The Battle of Guam ended in August 1944 and the 1st Provisional Marine Brigade was called to Guadalcanal along with the 1st Battalion, 29th Marines, which had served with the 2nd Marine Division in the Battle of Saipan on the Mariana Islands. With a core of all these veterans incorporated into the new division, the 6th was not considered "green" despite being a new formation; most of the men were veterans of at least one campaign and many were serving a second combat tour, half the forces in the three Infantry Regiments were all veterans, and some units even consisted of 70% veterans. The 2nd and 3rd Battalions, 29th Marines, disembarked from the United States on 1 August 1944, and landed on Guadalcanal on 7 September 1944 to further augment the division. The now fully manned 6th Division underwent "rugged" training on Guadalcanal between October and January before it shipped 6,000 miles to land as part of the III Amphibious Corps on Okinawa on 1 April 1945.

Okinawa

The division's initial objectives in the amphibious landing were the capture of Yontan Airfield and protection of the left (north) flank. Despite a Japanese battalion in their zone the division met only light resistance. By the third day, the division was approaching Iskhikawa, twelve days ahead of schedule. By 14 April, the division had swept all through the northern Ishikawa Isthmus, 55 miles from the original landings. The division's rapid advance continued until eventually they encountered prepared and dug-in defenders at Yae-Take, where the majority of the Udo Force was entrenched. The Udo Force, or Kunigami Detachment, under Colonel Takehiko Udo was built around the 2nd Infantry Unit of the 44th Independent Mixed Brigade—reinforced by having absorbed both former sea-raiding suicide squadrons and remnants of the Battalion earlier destroyed by the 6th—was responsible for defense of the Motobu Peninsula and Ie Shima. The 6th Division's drive captured most of northern Okinawa and the Division won praise for its fast campaign – Brigadier General Oliver P. Smith wrote: "The campaign in the north should dispel the belief held by some that Marines are beach-bound and are not capable of rapid movement."

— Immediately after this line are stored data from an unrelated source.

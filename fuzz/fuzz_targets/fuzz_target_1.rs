#![no_main]

use bintensors::BinTensors;
use libfuzzer_sys::fuzz_target;

fuzz_target!(|data: &[u8]| {
    let _ = BinTensors::deserialize(data);
});
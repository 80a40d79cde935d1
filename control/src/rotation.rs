//! Compacts a full live buffer into one archived aggregate.

use serde::Serialize;
use tracing::{info, warn};

use crate::error::{Error, Result};
use crate::store::TelemetryStore;
use crate::telemetry::{AggregateRecord, Averages, RealtimeSample};

pub const ROTATION_THRESHOLD: usize = 864;

#[derive(Debug, Clone, PartialEq, Serialize)]
#[serde(tag = "outcome", rename_all = "snake_case")]
pub enum Rotation {
    NotEnoughData { buffered: usize },
    Archived { record: AggregateRecord, retained: RealtimeSample },
    /// The sample was kept but the buffer could not be rotated; the next
    /// ingest or an explicit rotation tries again.
    Deferred { reason: String },
}

impl Rotation {
    pub fn archived(&self) -> Option<&AggregateRecord> {
        match self {
            Rotation::Archived { record, .. } => Some(record),
            Rotation::NotEnoughData { .. } | Rotation::Deferred { .. } => None,
        }
    }
}

/// An aggregate that is already archived but whose samples are still in
/// the live buffer.
#[derive(Debug, Clone, Copy, PartialEq)]
struct PendingCompaction {
    record: AggregateRecord,
    keep: u64,
}

#[derive(Debug, Clone)]
pub struct RotationManager {
    threshold: usize,
    pending: Option<PendingCompaction>,
}

impl RotationManager {
    pub fn new(threshold: usize) -> Self {
        Self {
            threshold: threshold.max(1),
            pending: None,
        }
    }

    pub fn threshold(&self) -> usize {
        self.threshold
    }

    /// Archives the buffer means and keeps only the newest sample.
    ///
    /// The buffer is compacted only after the archive insert succeeded. If
    /// compaction fails the archived record is remembered, and the next call
    /// retries only the compaction, so archived samples are never averaged
    /// into a second record. The pending compaction lives in memory and is
    /// lost on restart.
    pub async fn rotate(&mut self, store: &dyn TelemetryStore) -> Result<Rotation> {
        if let Some(pending) = self.pending {
            let retained = store.compact_realtime(pending.keep).await?;
            self.pending = None;
            info!(record = pending.record.id, "deferred compaction finished");
            return Ok(Rotation::Archived {
                record: pending.record,
                retained,
            });
        }

        let samples = store.realtime().await?;
        if samples.len() < self.threshold {
            return Ok(Rotation::NotEnoughData {
                buffered: samples.len(),
            });
        }

        let means = Averages::of(&samples)
            .ok_or_else(|| Error::InvalidParameters("empty live buffer".into()))?;
        let newest = samples
            .iter()
            .max_by_key(|s| s.id)
            .map(|s| s.id)
            .ok_or_else(|| Error::InvalidParameters("empty live buffer".into()))?;

        let record = store.insert_record(means).await?;

        let retained = match store.compact_realtime(newest).await {
            Ok(r) => r,
            Err(e) => {
                warn!(
                    record = record.id,
                    buffered = samples.len(),
                    "aggregate archived but live buffer not compacted: {e}"
                );
                self.pending = Some(PendingCompaction { record, keep: newest });
                return Err(e);
            }
        };

        info!(
            record = record.id,
            samples = samples.len(),
            temp = record.temp,
            moist = record.moist,
            ph = record.ph,
            "live buffer rotated"
        );
        Ok(Rotation::Archived { record, retained })
    }

    /// Forgets a pending compaction, for when both tables were cleared.
    pub fn discard_pending(&mut self) {
        self.pending = None;
    }
}

impl Default for RotationManager {
    fn default() -> Self {
        Self::new(ROTATION_THRESHOLD)
    }
}
//! Linguistic variables built from triangular terms.

use std::fmt;

use crate::error::{Error, Result};

/// A term label. Labels are small closed enums, so every variable can keep
/// its degrees in a plain vector indexed by [`Label::index`].
pub trait Label: Copy + Eq + fmt::Display + 'static {
    const ALL: &'static [Self];

    fn index(self) -> usize;
}

/// Triangular shape with left zero-crossing `a`, peak `b` and right
/// zero-crossing `c`.
#[derive(Debug, Clone, Copy, PartialEq)]
pub struct Triangle {
    a: f64,
    b: f64,
    c: f64,
}

impl Triangle {
    /// Returns `None` unless `a <= b <= c` and all three are finite.
    pub fn new(a: f64, b: f64, c: f64) -> Option<Self> {
        let finite = a.is_finite() && b.is_finite() && c.is_finite();
        if finite && a <= b && b <= c {
            Some(Self { a, b, c })
        } else {
            None
        }
    }

    pub fn points(&self) -> [f64; 3] {
        [self.a, self.b, self.c]
    }

    pub fn peak(&self) -> f64 {
        self.b
    }

    /// Degree of membership of `x`, in `[0, 1]`.
    ///
    /// A degenerate side (`a == b` or `b == c`) behaves as a step: the peak
    /// itself is 1 and everything outside `(a, c)` is 0.
    pub fn degree(&self, x: f64) -> f64 {
        if !x.is_finite() {
            return 0.0;
        }
        if x == self.b {
            1.0
        } else if x <= self.a || x >= self.c {
            0.0
        } else if x < self.b {
            (x - self.a) / (self.b - self.a)
        } else {
            (self.c - x) / (self.c - self.b)
        }
    }
}

#[derive(Debug, Clone, PartialEq)]
pub struct Term<L> {
    pub label: L,
    pub shape: Triangle,
}

impl<L: Label> Term<L> {
    pub fn triangle(label: L, [a, b, c]: [f64; 3]) -> Result<Self> {
        let shape = Triangle::new(a, b, c).ok_or_else(|| Error::InvalidTerm {
            label: label.to_string(),
            a,
            b,
            c,
        })?;
        Ok(Self { label, shape })
    }
}

/// Degree of `value` in `term`.
pub fn membership<L: Label>(value: f64, term: &Term<L>) -> f64 {
    term.shape.degree(value)
}

#[derive(Debug, Clone)]
pub struct LinguisticVariable<L> {
    name: &'static str,
    min: f64,
    max: f64,
    terms: Vec<Term<L>>,
}

impl<L: Label> LinguisticVariable<L> {
    pub fn new(name: &'static str, min: f64, max: f64) -> Result<Self> {
        if !(min.is_finite() && max.is_finite() && min < max) {
            return Err(Error::InvalidRange {
                name: name.to_string(),
                min,
                max,
            });
        }
        Ok(Self {
            name,
            min,
            max,
            terms: Vec::with_capacity(L::ALL.len()),
        })
    }

    /// Builds a variable from `(label, breakpoints)` pairs in one go.
    pub fn with_terms(
        name: &'static str,
        min: f64,
        max: f64,
        terms: &[(L, [f64; 3])],
    ) -> Result<Self> {
        let mut var = Self::new(name, min, max)?;
        for &(label, points) in terms {
            var.add_term(Term::triangle(label, points)?);
        }
        Ok(var)
    }

    /// Adds a term, replacing any previous term with the same label.
    pub fn add_term(&mut self, term: Term<L>) {
        self.terms.retain(|t| t.label != term.label);
        self.terms.push(term);
    }

    pub fn name(&self) -> &'static str {
        self.name
    }

    pub fn range(&self) -> (f64, f64) {
        (self.min, self.max)
    }

    pub fn midpoint(&self) -> f64 {
        (self.min + self.max) / 2.0
    }

    pub fn term(&self, label: L) -> Option<&Term<L>> {
        self.terms.iter().find(|t| t.label == label)
    }

    pub fn terms(&self) -> &[Term<L>] {
        &self.terms
    }

    /// Degree of `value` in every term, indexed by label. Labels without a
    /// term read as 0.
    pub fn fuzzify(&self, value: f64) -> Vec<f64> {
        let mut degrees = vec![0.0; L::ALL.len()];
        for term in &self.terms {
            degrees[term.label.index()] = membership(value, term);
        }
        degrees
    }
}

#[cfg(test)]
mod tests {
    use super::*;
    use crate::rules::TempTerm;

    fn tri(a: f64, b: f64, c: f64) -> Triangle {
        Triangle::new(a, b, c).unwrap()
    }

    #[test]
    fn corners_and_slopes() {
        let t = tri(0.0, 5.0, 10.0);
        assert_eq!(t.degree(0.0), 0.0);
        assert_eq!(t.degree(5.0), 1.0);
        assert_eq!(t.degree(10.0), 0.0);
        assert!((t.degree(3.0) - 0.6).abs() < 1e-12);
        assert!((t.degree(7.5) - 0.5).abs() < 1e-12);
        assert_eq!(t.degree(-1.0), 0.0);
        assert_eq!(t.degree(11.0), 0.0);
    }

    #[test]
    fn degenerate_sides_are_steps() {
        let left = tri(5.0, 5.0, 10.0);
        assert_eq!(left.degree(4.999), 0.0);
        assert_eq!(left.degree(5.0), 1.0);
        assert!((left.degree(7.5) - 0.5).abs() < 1e-12);

        let right = tri(0.0, 5.0, 5.0);
        assert_eq!(right.degree(5.0), 1.0);
        assert_eq!(right.degree(5.001), 0.0);

        let spike = tri(2.0, 2.0, 2.0);
        assert_eq!(spike.degree(2.0), 1.0);
        assert_eq!(spike.degree(2.1), 0.0);
    }

    #[test]
    fn unordered_breakpoints_are_rejected() {
        assert!(Triangle::new(5.0, 1.0, 10.0).is_none());
        assert!(Triangle::new(0.0, 10.0, 5.0).is_none());
        assert!(Triangle::new(0.0, f64::NAN, 5.0).is_none());

        let err = Term::triangle(TempTerm::Cold, [5.0, 1.0, 10.0]).unwrap_err();
        assert!(matches!(err, Error::InvalidTerm { .. }));
        assert!(err.to_string().contains("cold"));
    }

    #[test]
    fn nan_has_no_membership() {
        assert_eq!(tri(0.0, 5.0, 10.0).degree(f64::NAN), 0.0);
    }

    #[test]
    fn variable_rejects_empty_range() {
        assert!(LinguisticVariable::<TempTerm>::new("current", 5.0, 5.0).is_err());
        assert!(LinguisticVariable::<TempTerm>::new("current", 9.0, 1.0).is_err());
    }

    #[test]
    fn fuzzify_is_indexed_by_label() {
        let var = LinguisticVariable::with_terms(
            "current",
            5.0,
            30.0,
            &[
                (TempTerm::VeryCold, [0.0, 5.0, 10.0]),
                (TempTerm::Cold, [5.0, 10.0, 15.0]),
            ],
        )
        .unwrap();
        let degrees = var.fuzzify(7.5);
        assert_eq!(degrees.len(), TempTerm::ALL.len());
        assert!((degrees[TempTerm::VeryCold.index()] - 0.5).abs() < 1e-12);
        assert!((degrees[TempTerm::Cold.index()] - 0.5).abs() < 1e-12);
        assert_eq!(degrees[TempTerm::VeryHot.index()], 0.0);
        assert_eq!(var.midpoint(), 17.5);
    }
}
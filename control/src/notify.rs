//! Maturation notices.
//!
//! The dispatcher fires once per batch: the first time the live buffer holds
//! enough maturation samples it sets a persisted latch and hands the
//! broadcast to a background task. The latch only clears when the telemetry
//! tables are reset for a new batch.

use std::sync::Arc;
use std::time::Duration;

use async_trait::async_trait;
use futures::future::join_all;
use serde::{Deserialize, Serialize};
use tokio::task::JoinHandle;
use tracing::{error, info, warn};

use crate::error::{Error, Result};
use crate::store::TelemetryStore;
use crate::telemetry::Phase;

pub const MATURATION_THRESHOLD: usize = 3;

#[derive(Debug, Clone, PartialEq, Eq, Serialize, Deserialize)]
pub struct Recipient {
    pub name: String,
    pub email: String,
}

#[derive(Debug, Clone, PartialEq, Eq)]
pub struct Notice {
    pub recipient_name: String,
    pub recipient_address: String,
    pub subject: String,
    pub body: String,
}

impl Notice {
    pub fn maturation(recipient: &Recipient) -> Self {
        Self {
            recipient_name: recipient.name.clone(),
            recipient_address: recipient.email.clone(),
            subject: "Your Compost is Done!".to_string(),
            body: format!(
                "Dear {},\n\nYour compost has reached its maturation phase. \
                 You are free to stop the composting process.\n",
                recipient.name
            ),
        }
    }
}

#[async_trait]
pub trait NoticeTransport: Send + Sync {
    async fn send_notice(&self, notice: &Notice) -> Result<()>;
}

#[async_trait]
pub trait RecipientDirectory: Send + Sync {
    async fn recipients(&self) -> Result<Vec<Recipient>>;
}

/// Fixed recipient list.
#[derive(Debug, Clone, Default)]
pub struct StaticRecipients(pub Vec<Recipient>);

#[async_trait]
impl RecipientDirectory for StaticRecipients {
    async fn recipients(&self) -> Result<Vec<Recipient>> {
        Ok(self.0.clone())
    }
}

#[derive(Debug, Clone, Copy, PartialEq, Eq)]
pub struct DispatchPolicy {
    /// Extra attempts after the first failure.
    pub retries: u32,
    /// Bound on each individual attempt.
    pub timeout: Duration,
}

impl Default for DispatchPolicy {
    fn default() -> Self {
        Self {
            retries: 2,
            timeout: Duration::from_secs(10),
        }
    }
}

#[derive(Debug, Clone, Default, PartialEq, Eq)]
pub struct DispatchReport {
    pub delivered: Vec<String>,
    pub failed: Vec<String>,
}

pub struct MaturationDispatcher {
    threshold: usize,
    directory: Arc<dyn RecipientDirectory>,
    transport: Arc<dyn NoticeTransport>,
    policy: DispatchPolicy,
}

impl MaturationDispatcher {
    pub fn new(
        threshold: usize,
        directory: Arc<dyn RecipientDirectory>,
        transport: Arc<dyn NoticeTransport>,
        policy: DispatchPolicy,
    ) -> Self {
        Self {
            threshold,
            directory,
            transport,
            policy,
        }
    }

    /// Checks the live buffer and starts a broadcast if this is the first
    /// time the threshold is met in the current batch. The returned handle
    /// can be awaited but nothing on the ingest path needs to.
    pub async fn observe(
        &self,
        store: &dyn TelemetryStore,
    ) -> Result<Option<JoinHandle<DispatchReport>>> {
        if store.maturation_notified().await? {
            return Ok(None);
        }
        let count = store.count_phase(Phase::Maturation).await?;
        if count < self.threshold {
            return Ok(None);
        }

        store.set_maturation_notified(true).await?;
        info!(count, "maturation threshold reached, notifying recipients");

        let directory = self.directory.clone();
        let transport = self.transport.clone();
        let policy = self.policy;
        Ok(Some(tokio::spawn(async move {
            broadcast(directory.as_ref(), transport.as_ref(), policy).await
        })))
    }
}

/// Sends one maturation notice to every recipient, concurrently.
pub async fn broadcast(
    directory: &dyn RecipientDirectory,
    transport: &dyn NoticeTransport,
    policy: DispatchPolicy,
) -> DispatchReport {
    let recipients = match directory.recipients().await {
        Ok(r) => r,
        Err(e) => {
            error!("Error fetching recipients: {e}");
            return DispatchReport::default();
        }
    };

    let sends = recipients.iter().map(|r| async move {
        let notice = Notice::maturation(r);
        (r, deliver(transport, &notice, policy).await)
    });

    let mut report = DispatchReport::default();
    for (recipient, outcome) in join_all(sends).await {
        match outcome {
            Ok(()) => {
                info!(to = %recipient.email, "maturation notice sent to {}", recipient.name);
                report.delivered.push(recipient.email.clone());
            }
            Err(e) => {
                error!(to = %recipient.email, "Error sending notice to {}: {e}", recipient.name);
                report.failed.push(recipient.email.clone());
            }
        }
    }
    report
}

async fn deliver(
    transport: &dyn NoticeTransport,
    notice: &Notice,
    policy: DispatchPolicy,
) -> Result<()> {
    let mut attempt = 0;
    loop {
        let sent = tokio::time::timeout(policy.timeout, transport.send_notice(notice)).await;
        let result = match sent {
            Ok(r) => r,
            Err(_) => Err(Error::Notice(format!("timed out after {:?}", policy.timeout))),
        };
        match result {
            Ok(()) => return Ok(()),
            Err(e) if attempt < policy.retries => {
                attempt += 1;
                warn!(to = %notice.recipient_address, attempt, "notice failed, retrying: {e}");
            }
            Err(e) => return Err(e),
        }
    }
}

#[cfg(test)]
mod tests {
    use super::*;
    use std::sync::atomic::{AtomicU32, Ordering};
    use std::sync::Mutex;

    use crate::store::MemoryStore;
    use crate::telemetry::NewSample;

    #[derive(Default)]
    struct Recorder {
        sent: Mutex<Vec<String>>,
    }

    #[async_trait]
    impl NoticeTransport for Recorder {
        async fn send_notice(&self, notice: &Notice) -> Result<()> {
            self.sent.lock().unwrap().push(notice.recipient_address.clone());
            Ok(())
        }
    }

    /// Fails the first `failures` attempts.
    struct Flaky {
        failures: u32,
        calls: AtomicU32,
    }

    #[async_trait]
    impl NoticeTransport for Flaky {
        async fn send_notice(&self, _notice: &Notice) -> Result<()> {
            let n = self.calls.fetch_add(1, Ordering::SeqCst);
            if n < self.failures {
                Err(Error::Notice("smtp unavailable".into()))
            } else {
                Ok(())
            }
        }
    }

    fn recipients() -> Arc<StaticRecipients> {
        Arc::new(StaticRecipients(vec![
            Recipient { name: "Hari".into(), email: "hari@example.com".into() },
            Recipient { name: "Sekar".into(), email: "sekar@example.com".into() },
        ]))
    }

    fn fast_policy(retries: u32) -> DispatchPolicy {
        DispatchPolicy { retries, timeout: Duration::from_secs(1) }
    }

    async fn push(store: &MemoryStore, phase: Phase) {
        store
            .insert_realtime(NewSample { temp: 30.0, moist: 50.0, ph: 7.0, phase })
            .await
            .unwrap();
    }

    #[test]
    fn notice_addresses_recipient_by_name() {
        let notice = Notice::maturation(&Recipient { name: "Hari".into(), email: "h@x.io".into() });
        assert_eq!(notice.subject, "Your Compost is Done!");
        assert!(notice.body.starts_with("Dear Hari,"));
        assert_eq!(notice.recipient_address, "h@x.io");
    }

    #[tokio::test]
    async fn fires_once_at_threshold() {
        let store = MemoryStore::default();
        let transport = Arc::new(Recorder::default());
        let d = MaturationDispatcher::new(3, recipients(), transport.clone(), fast_policy(0));

        for _ in 0..2 {
            push(&store, Phase::Maturation).await;
            assert!(d.observe(&store).await.unwrap().is_none());
        }
        push(&store, Phase::Maturation).await;
        let report = d.observe(&store).await.unwrap().unwrap().await.unwrap();
        assert_eq!(report.delivered.len(), 2);

        push(&store, Phase::Maturation).await;
        assert!(d.observe(&store).await.unwrap().is_none());
        assert_eq!(transport.sent.lock().unwrap().len(), 2);
    }

    #[tokio::test]
    async fn retries_failed_sends() {
        let flaky = Flaky { failures: 2, calls: AtomicU32::new(0) };
        let one = StaticRecipients(vec![Recipient { name: "A".into(), email: "a@x.io".into() }]);

        let report = broadcast(&one, &flaky, fast_policy(2)).await;
        assert_eq!(report.delivered, vec!["a@x.io".to_string()]);
        assert_eq!(flaky.calls.load(Ordering::SeqCst), 3);
    }

    #[tokio::test]
    async fn gives_up_after_retries() {
        let flaky = Flaky { failures: 10, calls: AtomicU32::new(0) };
        let one = StaticRecipients(vec![Recipient { name: "A".into(), email: "a@x.io".into() }]);

        let report = broadcast(&one, &flaky, fast_policy(1)).await;
        assert!(report.delivered.is_empty());
        assert_eq!(report.failed, vec!["a@x.io".to_string()]);
        assert_eq!(flaky.calls.load(Ordering::SeqCst), 2);
    }

    #[tokio::test]
    async fn other_phases_do_not_count() {
        let store = MemoryStore::default();
        let recorder = Arc::new(Recorder::default());
        let d = MaturationDispatcher::new(3, recipients(), recorder, fast_policy(0));
        for phase in [Phase::Maturation, Phase::Cooling, Phase::Maturation, Phase::Thermophilic] {
            push(&store, phase).await;
            assert!(d.observe(&store).await.unwrap().is_none());
        }
        assert!(!store.maturation_notified().await.unwrap());
    }
}
use async_trait::async_trait;
use tracing::info;

use compost_control::{Notice, NoticeTransport, Result};

/// Writes notices to the log. Stands in for a mail relay, which is run
/// outside this process.
#[derive(Debug, Clone, Default)]
pub struct LogTransport;

#[async_trait]
impl NoticeTransport for LogTransport {
    async fn send_notice(&self, notice: &Notice) -> Result<()> {
        info!(
            to = %notice.recipient_address,
            subject = %notice.subject,
            "notice for {}:\n{}",
            notice.recipient_name,
            notice.body
        );
        Ok(())
    }
}
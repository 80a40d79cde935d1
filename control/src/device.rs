use std::fmt;
use std::sync::Arc;

use chrono::{DateTime, Utc};
use serde::{Deserialize, Serialize};
use tokio::sync::Mutex;
use tracing::info;

use crate::error::{Error, Result};
use crate::ingest::TelemetryService;
use crate::store::DeviceStore;

#[derive(Debug, Clone, Copy, PartialEq, Eq, Serialize, Deserialize)]
#[serde(rename_all = "snake_case")]
pub enum DeviceStatus {
    Inactive,
    Active,
}

impl fmt::Display for DeviceStatus {
    fn fmt(&self, f: &mut fmt::Formatter<'_>) -> fmt::Result {
        f.write_str(match self {
            DeviceStatus::Inactive => "deactivated",
            DeviceStatus::Active => "activated",
        })
    }
}

/// The singleton `state` row. `date` is when the status last changed.
#[derive(Debug, Clone, Copy, PartialEq, Serialize, Deserialize)]
pub struct DeviceState {
    pub status: DeviceStatus,
    pub date: DateTime<Utc>,
}

impl DeviceState {
    pub fn is_active(&self) -> bool {
        self.status == DeviceStatus::Active
    }

    /// Whole days since `date`, rounded up. `None` unless active.
    pub fn days_elapsed(&self, now: DateTime<Utc>) -> Option<i64> {
        if !self.is_active() {
            return None;
        }
        let ms = (now - self.date).num_milliseconds().abs();
        const DAY_MS: i64 = 24 * 60 * 60 * 1000;
        Some((ms + DAY_MS - 1) / DAY_MS)
    }
}

/// Activation lifecycle. Every switch starts a new batch, so the telemetry
/// tables are reset along with it.
pub struct DeviceService {
    store: Arc<dyn DeviceStore>,
    telemetry: Arc<TelemetryService>,
    // Serialises check, reset and write of the state row.
    switch_lock: Mutex<()>,
}

impl DeviceService {
    pub fn new(store: Arc<dyn DeviceStore>, telemetry: Arc<TelemetryService>) -> Self {
        Self {
            store,
            telemetry,
            switch_lock: Mutex::new(()),
        }
    }

    pub async fn state(&self) -> Result<DeviceState> {
        self.store.device().await
    }

    pub async fn activate(&self) -> Result<DeviceState> {
        self.switch(DeviceStatus::Active).await
    }

    pub async fn deactivate(&self) -> Result<DeviceState> {
        self.switch(DeviceStatus::Inactive).await
    }

    pub async fn days_elapsed(&self) -> Result<i64> {
        self.store.device().await?.days_elapsed(Utc::now()).ok_or(Error::NotActive)
    }

    /// Telemetry is reset before the state row is written, so a failed
    /// reset leaves the device in its old state and the switch can be
    /// retried.
    async fn switch(&self, target: DeviceStatus) -> Result<DeviceState> {
        let _guard = self.switch_lock.lock().await;
        if self.store.device().await?.status == target {
            return Err(Error::AlreadyInState(target));
        }
        self.telemetry.reset().await?;
        let state = self.store.set_device(target, Utc::now()).await?;
        info!(status = %target, "device state updated");
        Ok(state)
    }
}

#[cfg(test)]
mod tests {
    use super::*;
    use chrono::Duration;

    use crate::notify::{
        DispatchPolicy, MaturationDispatcher, Notice, NoticeTransport, StaticRecipients,
    };
    use crate::rotation::RotationManager;
    use crate::store::{MemoryStore, TelemetryStore};
    use crate::telemetry::{NewSample, Phase};

    struct Discard;

    #[async_trait::async_trait]
    impl NoticeTransport for Discard {
        async fn send_notice(&self, _notice: &Notice) -> Result<()> {
            Ok(())
        }
    }

    fn service(store: Arc<MemoryStore>) -> DeviceService {
        let dispatcher = MaturationDispatcher::new(
            3,
            Arc::new(StaticRecipients::default()),
            Arc::new(Discard),
            DispatchPolicy::default(),
        );
        let telemetry =
            TelemetryService::new(store.clone(), RotationManager::default(), dispatcher);
        DeviceService::new(store, Arc::new(telemetry))
    }

    #[tokio::test]
    async fn switching_twice_is_rejected() {
        let store = Arc::new(MemoryStore::default());
        let svc = service(store);
        assert!(matches!(svc.days_elapsed().await, Err(Error::NotActive)));
        assert!(matches!(
            svc.deactivate().await,
            Err(Error::AlreadyInState(DeviceStatus::Inactive))
        ));

        assert!(svc.activate().await.unwrap().is_active());
        assert!(svc.days_elapsed().await.unwrap() <= 1);
        let err = svc.activate().await.unwrap_err();
        assert_eq!(err.kind(), crate::ErrorKind::BusinessRule);

        assert!(!svc.deactivate().await.unwrap().is_active());
    }

    #[tokio::test]
    async fn activation_starts_a_new_batch() {
        let store = Arc::new(MemoryStore::default());
        let matured = NewSample { temp: 30.0, moist: 50.0, ph: 7.0, phase: Phase::Maturation };
        store.insert_realtime(matured).await.unwrap();
        store.set_maturation_notified(true).await.unwrap();

        service(store.clone()).activate().await.unwrap();
        assert!(store.realtime().await.unwrap().is_empty());
        assert!(!store.maturation_notified().await.unwrap());
    }

    #[tokio::test(flavor = "multi_thread", worker_threads = 4)]
    async fn concurrent_activations_switch_once() {
        let store = Arc::new(MemoryStore::default());
        let svc = Arc::new(service(store));
        let tasks: Vec<_> = (0..8)
            .map(|_| {
                let svc = svc.clone();
                tokio::spawn(async move { svc.activate().await })
            })
            .collect();

        let mut switched = 0;
        for t in tasks {
            match t.await.unwrap() {
                Ok(state) => {
                    assert!(state.is_active());
                    switched += 1;
                }
                Err(e) => assert!(matches!(e, Error::AlreadyInState(DeviceStatus::Active))),
            }
        }
        assert_eq!(switched, 1);
    }

    #[test]
    fn days_round_up() {
        let start = Utc::now();
        let state = DeviceState { status: DeviceStatus::Active, date: start };
        assert_eq!(state.days_elapsed(start), Some(0));
        assert_eq!(state.days_elapsed(start + Duration::hours(1)), Some(1));
        assert_eq!(state.days_elapsed(start + Duration::hours(24)), Some(1));
        assert_eq!(state.days_elapsed(start + Duration::hours(25)), Some(2));
    }

    #[test]
    fn inactive_has_no_age() {
        let state = DeviceState { status: DeviceStatus::Inactive, date: Utc::now() };
        assert_eq!(state.days_elapsed(Utc::now()), None);
    }

    #[test]
    fn status_message() {
        assert_eq!(
            crate::Error::AlreadyInState(DeviceStatus::Active).to_string(),
            "Device is already activated"
        );
    }
}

After heavy fighting in the south, the division was ordered to replace the Army 27th Infantry Division on the western flank. The 6th division advanced south to partake in the assault against the strong Japanese defense line, called the Shuri Line, that had been constructed across the southern coastline. The Shuri Line was located in hills that were honeycombed with caves and passages, and the Marines had to traverse the hills to cross the line. The division was ordered to capture the Sugar Loaf Hill Complex, 3 hills which formed the western anchor of the Shuri Line defense. The Marines that had assaulted the line were attacked by heavy Japanese mortar and artillery fire, which made it more difficult to secure the line. After a week of fighting, the hill had been taken.

After Sugarloaf the Division advanced through Naha, conducted a shore-to-shore amphibious assault on, and subsequent 10-day battle to capture, the Oroku peninsula (defended by Admiral Ōta's forces), and partook in mop-up operations in the south. The battle on Okinawa ended on 21 June 1945. The Sixth division was credited with over 23,839 enemy soldiers killed or captured, and with helping to capture  of the island, but at the cost of heavy casualties, including 576 casualties on one day (May 16) alone, a day described as the "bitterest" fighting of the Okinawa campaign where "the regiments had attacked with all the effort at their command and had been unsuccessful".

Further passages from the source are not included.